It's Stephen Hawking, he gets shit tons of money from all his books, his t.v. appearances, everything.  I know he is a good physicist but come one, there are alot smarter ones out there.  Have you even heard of Michio Kaku?


----------



## Telnac (Apr 30, 2010)

CannonFodder said:


> It's Stephen Hawking, he gets shit tons of money from all his books, his t.v. appearances, everything.  I know he is a good physicist but come one, there are alot smarter ones out there.  Have you even heard of Michio Kaku?


Hell yeah.  I love that guy.    I think he's the early 21st Century answer to Carl Sagan.


----------



## CannonFodder (Apr 30, 2010)

Telnac said:


> I'll defer to your knowledge of that subject.  I love particle physics, but quantum tunneling is a bit over my head.  I have heard plenty of experts in the field say that quantum tunneling could be used to move objects any distance, provided you could somehow manage to get all the particles to jump in the same direction, for the same distance, at the same time.

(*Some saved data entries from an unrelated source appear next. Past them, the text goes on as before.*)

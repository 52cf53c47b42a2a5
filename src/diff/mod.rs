//! Comparison engine for API surface trees.
//!
//! The walk runs level by level: [`level::partition`] splits one set of
//! siblings into added, removed, and matched by identity key; per-kind
//! rules in [`comparers`] decide which matched pairs are recursed into;
//! the [`IgnorePolicy`](crate::policy::IgnorePolicy) filters findings as
//! they are produced; and the outcome composes into a [`DiffReport`] tree
//! mirroring the recursion.
//!
//! # Example
//!
//! ```
//! use apidiff::{ApiBuilder, DiffEngine, IgnorePolicy};
//!
//! let old = ApiBuilder::new("Lib")
//!     .namespace("A", |ns| ns.class("C", |t| t))
//!     .build();
//! let new = ApiBuilder::new("Lib")
//!     .namespace("A", |ns| ns)
//!     .build();
//!
//! let report = DiffEngine::new()
//!     .diff(&old, &new, &IgnorePolicy::empty())
//!     .expect("well-formed trees");
//! assert_eq!(report.summary.removed, 1);
//! ```

mod comparers;
mod engine;
mod level;
mod result;

pub use engine::DiffEngine;
pub use level::{partition, LevelDiff};
pub use result::{DiffEntry, DiffReport, DiffSummary, Direction, ReportNode};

Eh, quantum tunneling is a bit of asshole.
Sure it works for electrons, but even if a super advance alien told me he made a machine to travel using that I'd say, "screw this, I'm walking".


ArielMT said:


> If anyone out there is similar enough to us, then there is indeed cause for grave concern.  However, the odds that they're enough like us for us to worry would have to be a whole lot closer to 1 than the odds that they exist at all.


I'm only worried if type 1 or 2 civiziliations are within 50 lightyears and hostile, cause that means they're not advance enough to not see us as a threat and can still come here to kick our ass.


----------



## CannonFodder (Apr 30, 2010)

Telnac said:


> Hell yeah.  I love that guy.    I think he's the early 21st Century answer to Carl Sagan.


I think science channels need to stop pushing Hawking cause Kaku is better.


----------



## Telnac (Apr 30, 2010)

CannonFodder said:


> I think science channels need to stop pushing Hawking cause Kaku is better.


I couldn't agree more!


----------



## CannonFodder (Apr 30, 2010)

What I don't get is why they still use hydrogen and oxygen for rockets instead of ions, we've had ion propulsion for years actually.  A cold war bomber was the first thing to put it to practical use, although they never had a reason to warm up the engines.  Also why doesn't the iss have the sleeping compartment spinning, the centrifugal force would keep the astronauts bones from deteriorating and they'd be able to stay up there longer, although the radiation is still a problem but then again they wouldn't need to send so many flights.


----------



## GoldenJackal (Apr 30, 2010)

CannonFodder said:


> It's Stephen Hawking, he gets shit tons of money from all his books, his t.v. appearances, everything.  I know he is a good physicist but come one, there are alot smarter ones out there.  Have you even heard of Michio Kaku?



I can't argue with that, but he's still right.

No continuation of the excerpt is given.